厚労省が提案したのは、地域支援事業の包括的支援事業に「在宅医療・介護の連携推進に係る事業」を加えること。実際の取り組みとして想定されているのは、① 地域のサービス資源の把握・活用 ② 医療・介護の連携に関する会議の開催 ③ 他職種が参加する研修の実施 ④ 主治医・副主治医のコーディネート ⑤ ケアマネジャーの支援 ー などだ。


こうした取り組みはこれまで、主に医療サービスの提供体制を担当する厚労省の医政局がモデル事業として進めてきた。モデル事業には、医療と介護の連携を進める主体として、病院や診療所、訪問看護ステーション、各地域の医師会などが参加。在宅の現場で求められている医療と介護の連携を、医療サイドがイニシアチブをとって進めていく試みだった。


厚労省の今回の提案は、こうした医政局の取り組みを介護保険に組み込んではどうかというもの。在宅での医療と介護の連携を市町村の事業として法制化し、地域の医師会や病院などに事業を委託できる仕組みを新設することで、医療サイドが率先して連携を進めていくスキームを介護分野にも取り入れる。


厚労省老健局の朝川知昭振興課長は、今回の提案について、「医療と介護の連携は、ケアマネなど介護サイドから医療にアプローチするだけではうまくいかない」と説明。医療サイドから積極的に取り組んでいくことが重要だとしている。

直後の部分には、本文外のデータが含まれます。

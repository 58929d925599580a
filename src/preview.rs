use std::io::Cursor;
use std::sync::Arc;

use base64::Engine as _;
use bytes::Bytes;
use image::codecs::png::PngEncoder;
use image::{DynamicImage, ExtendedColorType, GenericImageView, ImageEncoder, ImageReader, Limits};
use thiserror::Error;
use tokio::sync::Semaphore;
use tracing::{debug, instrument, warn};

#[derive(Debug, Error)]
pub enum PreviewError {
    #[error("failed to decode image: {source}")]
    Decode {
        #[from]
        source: image::ImageError,
    },

    #[error("png encoding failed: width={width}, height={height}, reason={reason}")]
    Encode {
        width: u32,
        height: u32,
        reason: String,
    },

    #[error("image too large: {width}x{height} = {pixels} pixels, max {max_pixels}")]
    ImageTooLarge {
        width: u32,
        height: u32,
        pixels: u64,
        max_pixels: u64,
    },

    #[error("input too large: {size} bytes, max {max_size}")]
    InputTooLarge { size: usize, max_size: usize },

    #[error("input bytes empty")]
    EmptyInput,

    #[error("preview job was cancelled")]
    Cancelled,
}

#[derive(Clone, Debug, PartialEq, Eq)]
pub struct PreviewConfig {
    pub max_input_bytes: usize,
    pub max_image_pixels: u64,
    pub max_alloc_bytes: u64,
    pub max_dimension: u32,
    /// Images with a longer edge are downscaled and re-encoded as PNG.
    pub max_edge: u32,
    pub max_concurrent_jobs: usize,
}

impl Default for PreviewConfig {
    fn default() -> Self {
        Self {
            max_input_bytes: 20 * 1024 * 1024,
            max_image_pixels: 50_000_000,
            max_alloc_bytes: 256 * 1024 * 1024,
            max_dimension: 12_000,
            max_edge: 320,
            max_concurrent_jobs: 2,
        }
    }
}

/// Builds `data:` URLs for image evidence thumbnails off the async executor.
pub struct PreviewGenerator {
    config: PreviewConfig,
    semaphore: Arc<Semaphore>,
}

impl PreviewGenerator {
    pub fn new(config: PreviewConfig) -> Self {
        let semaphore = Arc::new(Semaphore::new(config.max_concurrent_jobs.max(1)));
        Self { config, semaphore }
    }

    pub fn with_defaults() -> Self {
        Self::new(PreviewConfig::default())
    }

    /// Waits for a free job slot rather than rejecting; previews are
    /// best-effort and never block the bundle.
    #[instrument(skip(self, bytes), fields(input_size = bytes.len(), mime = %mime_type))]
    pub async fn data_url(&self, bytes: Bytes, mime_type: &str) -> Result<String, PreviewError> {
        let _permit = self
            .semaphore
            .acquire()
            .await
            .map_err(|_| PreviewError::Cancelled)?;

        let config = self.config.clone();
        let mime_type = mime_type.to_string();
        let result = tokio::task::spawn_blocking(move || Self::data_url_sync(&config, &bytes, &mime_type))
            .await
            .map_err(|_| PreviewError::Cancelled)?;

        if let Err(e) = &result {
            warn!(error = %e, "preview generation failed");
        }
        result
    }

    fn data_url_sync(config: &PreviewConfig, bytes: &[u8], mime_type: &str) -> Result<String, PreviewError> {
        let Some(img) = decode_image(config, bytes)? else {
            debug!("no decoder for this format, embedding as-is");
            return Ok(encode_data_url(mime_type, bytes));
        };
        let (w, h) = img.dimensions();

        if w.max(h) <= config.max_edge {
            debug!(width = w, height = h, "image small enough, embedding as-is");
            return Ok(encode_data_url(mime_type, bytes));
        }

        let thumbnail = img.thumbnail(config.max_edge, config.max_edge);
        let png = encode_png(&thumbnail)?;
        debug!(
            from_width = w,
            from_height = h,
            to_width = thumbnail.width(),
            to_height = thumbnail.height(),
            "image downscaled for preview"
        );
        Ok(encode_data_url("image/png", &png))
    }
}

impl Default for PreviewGenerator {
    fn default() -> Self {
        Self::with_defaults()
    }
}

/// `data:<mime>;base64,<payload>`
pub fn encode_data_url(mime_type: &str, bytes: &[u8]) -> String {
    format!(
        "data:{};base64,{}",
        mime_type,
        base64::engine::general_purpose::STANDARD.encode(bytes)
    )
}

/// `Ok(None)` when the format is unrecognised (SVG, for one) or its decoder
/// is not compiled in.
fn decode_image(config: &PreviewConfig, raw_bytes: &[u8]) -> Result<Option<DynamicImage>, PreviewError> {
    if raw_bytes.is_empty() {
        return Err(PreviewError::EmptyInput);
    }

    if raw_bytes.len() > config.max_input_bytes {
        return Err(PreviewError::InputTooLarge {
            size: raw_bytes.len(),
            max_size: config.max_input_bytes,
        });
    }

    let mut reader = ImageReader::new(Cursor::new(raw_bytes))
        .with_guessed_format()
        .map_err(|e| PreviewError::Decode { source: e.into() })?;

    if !reader.format().is_some_and(|format| format.reading_enabled()) {
        return Ok(None);
    }

    let mut limits = Limits::default();
    limits.max_image_width = Some(config.max_dimension);
    limits.max_image_height = Some(config.max_dimension);
    limits.max_alloc = Some(config.max_alloc_bytes);
    reader.limits(limits);

    let img = reader.decode()?;
    let (w, h) = img.dimensions();
    let pixels = w as u64 * h as u64;

    if pixels > config.max_image_pixels {
        return Err(PreviewError::ImageTooLarge {
            width: w,
            height: h,
            pixels,
            max_pixels: config.max_image_pixels,
        });
    }

    Ok(Some(img))
}

fn encode_png(img: &DynamicImage) -> Result<Vec<u8>, PreviewError> {
    let rgba = img.to_rgba8();
    let (width, height) = rgba.dimensions();

    let mut buffer = Vec::new();
    PngEncoder::new(&mut buffer)
        .write_image(rgba.as_raw(), width, height, ExtendedColorType::Rgba8)
        .map_err(|e| PreviewError::Encode {
            width,
            height,
            reason: e.to_string(),
        })?;

    Ok(buffer)
}

/// 1x1 GIF89a.
#[cfg(test)]
pub(crate) const TINY_GIF: &[u8] = b"GIF89a\x01\x00\x01\x00\x80\x00\x00\xff\xff\xff\x00\x00\x00!\xf9\x04\x01\x00\x00\x00\x00,\x00\x00\x00\x00\x01\x00\x01\x00\x00\x02\x02D\x01\x00;";

/// PNG signature followed by junk.
#[cfg(test)]
pub(crate) const CORRUPT_PNG: &[u8] = b"\x89PNG\r\n\x1a\nnot really a png";

#[cfg(test)]
pub(crate) fn create_test_png(width: u32, height: u32) -> Vec<u8> {
    use image::{ImageBuffer, Rgba};
    let img: ImageBuffer<Rgba<u8>, Vec<u8>> = ImageBuffer::from_fn(width, height, |x, y| {
        Rgba([(x % 256) as u8, (y % 256) as u8, ((x + y) % 256) as u8, 255])
    });
    let mut buffer = Vec::new();
    PngEncoder::new(&mut buffer)
        .write_image(img.as_raw(), width, height, ExtendedColorType::Rgba8)
        .unwrap();
    buffer
}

現行の包括的支援事業では、すべての事業を一括して委託するよう市町村に求めている。だが厚労省は、医療の専門知識を持った医師会や病院などが主体として関われるよう、この新たな事業に限って単独で委託できるようにする方針だ。医療サービスの提供体制に関わっている都道府県が支援にあたることや、市町村がつくる介護保険事業計画にこの事業を具体的に記載させていく考えも示した。2015年度からの実施に向けて、来年の通常国会に提出する介護保険法改正案に盛り込む。


= 「2015年度からの本格実施は難しい」 =


だが、実際に事業を担うことになる当事者は、厚労省のこうした提案に強い懸念を抱いたようだ。28日の部会では、委員として参加している市町村の代表者から、実際に事業をうまく進められるか心配する声があがっている。


全国市長会で介護保険を担当している大西秀人委員(高松市長)は、「はっきり言って不安が大きい。地域を具体的に動かすとなると、現場のコンセンサスや意識改革が不可欠となり、もっと時間の余裕が必要」と説明。「2015年度からすべての市町村でうまく実施していくのは無理だろう。最初は任意事業としてスタートし、2018年度から本格的に実施する道も考えるべきだ」と意見した。全国町村会の代表者も、「2015年度から全市町村に義務づけるのは難しい。人材の確保も含めたサポートとセットで進めなければ実際にはうまく機能しない」と述べた。


これに対し、老健局の朝川振興課長は、「市町村への支援を、取り組みが進めやすいようにきめ細かく実施していく」などと理解を求めた。